I was left to attach my quiver and bow to my back and my pack at my side and when I finished that, I wandered out of my room, the ache of the dream still imprinted on my mind. I vaguely remembered a man calling me his daughter and while part of me dismissed it as simply a dream, another part knew that all dreams were tied to some sort of truth. Whether my father was truly a dark skinned man with hair as black as night I could not be sure, but he was out there, and that thought comforted me. Closing my eyes, I conjured up the image of him that I had. His face was shaped like mine and there were similarities I could not deny. Was this the forest giving me a sign? Or was this the trick of my own imagination?

Below, in the foyer, I heard indistinct voices. Looking down I realized Adrian was already standing with Lady Love and Lord Joy. He was dressed in a similar fashion as I was, but his surcoat was more golden pearlescent than mine. He looked up as I came down and smiled. My fingertips tingled and, clenching my hands into fists, I knew this was Adrian's way of apologizing for his actions last night. I returned the smile as I came to meet with the three others. In some hollow of my body it did hurt to know that there were things Adrian was keeping from me, but there were things I was keeping from him.

"Aurora, good morning!" Lord Love's expression was full of warmth. "We just wanted to give you both something before you set off on your journey." I made a move to protest, but Lord Love stopped me. "My dear, you two are off to save the Queen of the Moon.
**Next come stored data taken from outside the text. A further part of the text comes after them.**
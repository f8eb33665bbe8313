//! 错误类型定义
//!
//! 定义任务 I/O 组装过程中的错误类型，提供描述性错误消息。
//!
//! ## 功能
//! - 定义 TaskIoError 枚举，涵盖配置错误、运行时错误和 I/O 错误
//! - 实现错误转换（From trait）
//! - 提供错误分类和辅助方法

use thiserror::Error;

/// 任务 I/O 错误类型
#[derive(Debug, Error)]
pub enum TaskIoError {
    /// 日志目标 URI 无法解析
    #[error("日志 URI 无效: {0}")]
    InvalidLogUri(String),

    /// 二进制日志参数数量不为 1
    #[error("parse logging path error: {0}")]
    LoggingPathParse(String),

    /// 终端模式下没有可用的控制台
    #[error("控制台不存在: {0}")]
    ConsoleMissing(String),

    /// 输入设备不是 TTY
    #[error("the input device is not a TTY: {0}")]
    NotATerminal(String),

    /// 控制台包装失败
    #[error("控制台包装失败: {0}")]
    ConsoleFailed(String),

    /// 分离键序列无效
    #[error("分离键无效: {0}")]
    InvalidDetachKeys(String),

    /// 任务创建失败
    #[error("任务创建失败: {0}")]
    TaskCreationFailed(String),

    /// 任务不存在
    #[error("任务不存在: {0}")]
    TaskNotFound(String),

    /// 运行时版本查询失败
    #[error("版本查询失败: {0}")]
    VersionQueryFailed(String),

    /// 运行时不支持该 I/O 方式
    #[error("不支持的 I/O 方式: {0}")]
    UnsupportedIo(String),

    /// IO 错误
    #[error("IO 错误: {0}")]
    IoError(#[from] std::io::Error),

    /// 序列化错误
    #[error("序列化错误: {0}")]
    SerializationError(#[from] serde_json::Error),
}

impl From<url::ParseError> for TaskIoError {
    fn from(err: url::ParseError) -> Self {
        TaskIoError::InvalidLogUri(err.to_string())
    }
}

impl TaskIoError {
    /// 获取错误码
    pub fn code(&self) -> i32 {
        match self {
            TaskIoError::InvalidLogUri(_) => 2001,
            TaskIoError::LoggingPathParse(_) => 2002,
            TaskIoError::ConsoleMissing(_) => 2003,
            TaskIoError::NotATerminal(_) => 2004,
            TaskIoError::ConsoleFailed(_) => 2005,
            TaskIoError::InvalidDetachKeys(_) => 2006,
            TaskIoError::TaskCreationFailed(_) => 2007,
            TaskIoError::TaskNotFound(_) => 2008,
            TaskIoError::VersionQueryFailed(_) => 2009,
            TaskIoError::UnsupportedIo(_) => 2010,
            TaskIoError::IoError(_) => 2011,
            TaskIoError::SerializationError(_) => 2012,
        }
    }

    /// 获取错误类型名称
    pub fn error_type(&self) -> &'static str {
        match self {
            TaskIoError::InvalidLogUri(_) => "invalid_log_uri",
            TaskIoError::LoggingPathParse(_) => "logging_path_parse",
            TaskIoError::ConsoleMissing(_) => "console_missing",
            TaskIoError::NotATerminal(_) => "not_a_terminal",
            TaskIoError::ConsoleFailed(_) => "console_failed",
            TaskIoError::InvalidDetachKeys(_) => "invalid_detach_keys",
            TaskIoError::TaskCreationFailed(_) => "task_creation_failed",
            TaskIoError::TaskNotFound(_) => "task_not_found",
            TaskIoError::VersionQueryFailed(_) => "version_query_failed",
            TaskIoError::UnsupportedIo(_) => "unsupported_io",
            TaskIoError::IoError(_) => "io_error",
            TaskIoError::SerializationError(_) => "serialization_error",
        }
    }

    /// 检查是否为配置错误
    ///
    /// 配置错误在任务创建前就会被发现，重试没有意义。
    pub fn is_configuration_error(&self) -> bool {
        matches!(
            self,
            TaskIoError::InvalidLogUri(_)
                | TaskIoError::LoggingPathParse(_)
                | TaskIoError::ConsoleMissing(_)
                | TaskIoError::NotATerminal(_)
                | TaskIoError::InvalidDetachKeys(_)
        )
    }

    /// 检查是否为仅需告警的错误
    pub fn is_advisory(&self) -> bool {
        matches!(self, TaskIoError::VersionQueryFailed(_))
    }

    // ============ 错误构造辅助方法 ============

    /// 创建日志参数解析错误（包含实际参数数量）
    pub fn logging_args(log_uri: &str, count: usize) -> Self {
        TaskIoError::LoggingPathParse(format!(
            "{} 应包含 1 个查询参数，实际为 {}",
            log_uri, count
        ))
    }

    /// 创建任务创建失败错误
    pub fn task_creation_failed(program: &str, reason: &str) -> Self {
        TaskIoError::TaskCreationFailed(format!("{}: {}", program, reason))
    }
}

#[cfg(test)]
mod tests {
    use super::*;

    #[test]
    fn test_error_display() {
        let err = TaskIoError::NotATerminal("stdin".to_string());
        assert_eq!(err.to_string(), "the input device is not a TTY: stdin");
    }

    #[test]
    fn test_error_codes() {
        assert_eq!(TaskIoError::InvalidLogUri("".to_string()).code(), 2001);
        assert_eq!(TaskIoError::LoggingPathParse("".to_string()).code(), 2002);
        assert_eq!(TaskIoError::ConsoleMissing("".to_string()).code(), 2003);
        assert_eq!(TaskIoError::UnsupportedIo("".to_string()).code(), 2010);
    }

    #[test]
    fn test_error_types() {
        assert_eq!(
            TaskIoError::ConsoleMissing("".to_string()).error_type(),
            "console_missing"
        );
        assert_eq!(
            TaskIoError::InvalidDetachKeys("".to_string()).error_type(),
            "invalid_detach_keys"
        );
    }

    #[test]
    fn test_is_configuration_error() {
        assert!(TaskIoError::LoggingPathParse("".to_string()).is_configuration_error());
        assert!(TaskIoError::NotATerminal("".to_string()).is_configuration_error());
        assert!(!TaskIoError::VersionQueryFailed("".to_string()).is_configuration_error());
        assert!(!TaskIoError::TaskNotFound("".to_string()).is_configuration_error());
    }

    #[test]
    fn test_is_advisory() {
        assert!(TaskIoError::VersionQueryFailed("timeout".to_string()).is_advisory());
        assert!(!TaskIoError::InvalidLogUri("x".to_string()).is_advisory());
    }

    #[test]
    fn test_from_url_parse_error() {
        let err: TaskIoError = url::Url::parse("not a url").unwrap_err().into();
        assert_eq!(err.error_type(), "invalid_log_uri");
    }

    #[test]
    fn test_logging_args_helper() {
        let err = TaskIoError::logging_args("binary:///bin/log", 0);
        let msg = err.to_string();
        assert!(msg.starts_with("parse logging path error"));
        assert!(msg.contains("binary:///bin/log"));
        assert!(msg.contains('0'));
    }
}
It is the most difficult of all the tasks, only the bravest of knights attempt it and as you can see, no one has yet succeeded. We only wish to give you tokens of our appreciation."

It was then that two male attendings stepped out from a darkened archway carrying what looked like leather sheaths for a sword. I turned to Lord Love and Lady Joy. "Thank you for all you have done for us. I am sorry to say we have nothing to give you in return." For a moment I was stabbed with the guilt I'd felt when we'd departed from Charon's house with not so much as a word of goodbye. The attending with deep brown bowed in front of me and offered the sword. After a hesitation, I took it.

"Please, we insist. You don't know how cold the nights in the forest get without the moon. We miss our Queen." Lady Joy's voice was full of an emotion I didn't think I'd ever hear from her - sadness. Or maybe it was something more like wistfulness. Either way, the emotion didn't sound right in her throat. She must have realized that for she smiled. "We believe that you can do this. This is what we can do to help. Your thanks is gift enough. Besides, we need nothing."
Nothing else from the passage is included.